I'm going to get so many "okay grandpa" comments for this one.

I've read a dozen articles and every SO question I could find on this subject.

I must have been away too long or missed something completely, because I swear that user authentication used to be very simple. I seem to recall built-in methods and a session on the server simply knowing who the user was via a cookie or similar, with the ability to store information "in session". I don't recall even setting up authentication in years past, it was just built-in to new applications.

Instead, the most succinct guide I could find is very involved. I think I need a token authorization/authentication setup because there may be consumers (like apps) who don't have a typical cookie pattern these days. In my head, the token works like a cookie except it's manually held on the user end and passed via header with each request?
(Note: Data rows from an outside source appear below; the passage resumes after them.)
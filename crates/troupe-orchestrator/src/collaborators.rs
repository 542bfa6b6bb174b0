//! Collaborator seams consumed by the coder and architect
//!
//! Prompt text, container lifecycle and git/workspace plumbing live outside
//! the coordination runtime. Agents only see these traits.

use async_trait::async_trait;
use serde::{Deserialize, Serialize};
use troupe_agent::ChatMessage;
use troupe_core::{Result, Story};

use crate::coder::BudgetCounters;
use crate::state_machine::StateData;

/// Read-only view of an agent's working context for prompt rendering
#[derive(Debug, Clone, Copy)]
pub struct ContextView<'a> {
    pub story: Option<&'a Story>,
    pub messages: &'a [ChatMessage],
    pub plan: Option<&'a str>,
    pub budget: BudgetCounters,
}

/// Turns `(state, StateData, context)` into an LLM prompt
pub trait PromptRenderer: Send + Sync {
    fn render(&self, state: &str, data: &StateData, context: &ContextView<'_>) -> Result<String>;
}

/// Plain-text renderer used when no template set is configured
#[derive(Debug, Clone, Default)]
pub struct DefaultPromptRenderer;

// Messages older than this are left out of the prompt
const PROMPT_HISTORY: usize = 20;

impl PromptRenderer for DefaultPromptRenderer {
    fn render(&self, state: &str, data: &StateData, context: &ContextView<'_>) -> Result<String> {
        let mut prompt = String::new();

        prompt.push_str(&format!("# Current state: {}\n", state));
        prompt.push_str(&format!(
            "Iteration {} of {}\n",
            context.budget.loops, context.budget.max_loops
        ));

        if let Some(story) = context.story {
            prompt.push_str(&format!(
                "\n## Story {}: {}\n{}\n",
                story.id, story.title, story.content
            ));
        }

        match state {
            "PLANNING" => prompt.push_str(
                "\nExplore the repository read-only. Submit a plan with submit_plan, \
                 ask the architect with ask_question, or call mark_complete if the \
                 story is already satisfied.\n",
            ),
            "CODING" => prompt.push_str(
                "\nImplement the approved plan. Use shell to edit and build, \
                 ask_question if blocked, and call done when the work is complete.\n",
            ),
            _ => {}
        }

        if let Some(plan) = context.plan {
            prompt.push_str(&format!("\n## Plan\n{}\n", plan));
        }

        if !data.is_empty() {
            prompt.push_str("\n## Working notes\n");
            for (key, value) in data {
                match value.as_str() {
                    Some(text) => prompt.push_str(&format!("- {}: {}\n", key, text)),
                    None => prompt.push_str(&format!("- {}: {}\n", key, value)),
                }
            }
        }

        let start = context.messages.len().saturating_sub(PROMPT_HISTORY);
        if start < context.messages.len() {
            prompt.push_str("\n## Recent activity\n");
            for message in &context.messages[start..] {
                prompt.push_str(&format!("[{:?}] {}\n", message.role, message.content));
            }
        }

        Ok(prompt)
    }
}

/// Container write permissions
#[derive(Debug, Clone, Copy, PartialEq, Eq, Serialize, Deserialize)]
#[serde(rename_all = "snake_case")]
pub enum ContainerMode {
    ReadOnly,
    ReadWrite,
}

/// Result of a command run inside the container
#[derive(Debug, Clone, Default, PartialEq, Eq, Serialize, Deserialize)]
pub struct ExecOutput {
    pub exit_code: i32,
    pub stdout: String,
    pub stderr: String,
}

impl ExecOutput {
    pub fn ok(stdout: impl Into<String>) -> Self {
        Self {
            exit_code: 0,
            stdout: stdout.into(),
            stderr: String::new(),
        }
    }

    pub fn failed(exit_code: i32, stderr: impl Into<String>) -> Self {
        Self {
            exit_code,
            stdout: String::new(),
            stderr: stderr.into(),
        }
    }

    pub fn success(&self) -> bool {
        self.exit_code == 0
    }

    /// stdout and stderr joined for feedback and prompts
    pub fn combined(&self) -> String {
        match (self.stdout.trim().is_empty(), self.stderr.trim().is_empty()) {
            (false, false) => format!("{}\n{}", self.stdout.trim_end(), self.stderr.trim_end()),
            (false, true) => self.stdout.trim_end().to_string(),
            (true, false) => self.stderr.trim_end().to_string(),
            (true, true) => String::new(),
        }
    }
}

/// Container lifecycle used from PLANNING, CODING and TESTING
#[async_trait]
pub trait ContainerRuntime: Send + Sync {
    async fn exec(&self, command: &str) -> Result<ExecOutput>;
    async fn build(&self) -> Result<ExecOutput>;
    async fn test(&self) -> Result<ExecOutput>;
    async fn switch_mode(&self, mode: ContainerMode) -> Result<()>;
}

/// Outcome of checking whether a story is already implemented
#[derive(Debug, Clone, Default, PartialEq, Eq)]
pub struct WorkCheck {
    pub done: bool,
    pub evidence: String,
}

/// Git/workspace operations
#[async_trait]
pub trait Workspace: Send + Sync {
    async fn check_work_done(&self, story: &Story) -> Result<WorkCheck>;

    /// Commit the story's work, returning the commit id
    async fn commit_artifacts(&self, story: &Story, message: &str) -> Result<String>;

    async fn merge_branch(&self, branch: &str, target_branch: &str) -> Result<()>;
}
To its credit, the guide worked, at least for logging in and correctly utilizing the simple Authorize attribute in controllers. However, User.Identity.Name is always empty, even when User.Identity.IsAuthenticated is true, which is perplexing.

How I think auth is working:

• User request hits API with username/password
• Service checks the combination, and returns an encrypted JWT to the user
• The user sends the JWT back with every request
• The server decrypts this JWT to identify the user - this is probably where I'm wrong

So here is where my question comes in:

I need more data about the user, like access to the entire UserModel with every request, but I don't want to go to the database to find it every time. This is where I think there should just be a session object in memory, but that doesn't appear to be the case with token authentication.

---

TL;DR:

Where do I put user-specific, short-term ("session") information for consumption in future requests where a user is identified with a JWT in the Authorization header instead of a cookie?

• Session state isn't right, because it's hard-wired to a cookie
• HttpContext.Items aren't right, because it's just for the one request
• Cache storage isn't right, because it's not user/session specific. I could potentially create a session-like user-keyed storage here but that seems way, way over-engineered for this.
• Basically anything where I'm passing all the data (not just a user identifier) to the client then relying on the client to pass it back seems wrong? But feel free to correct me.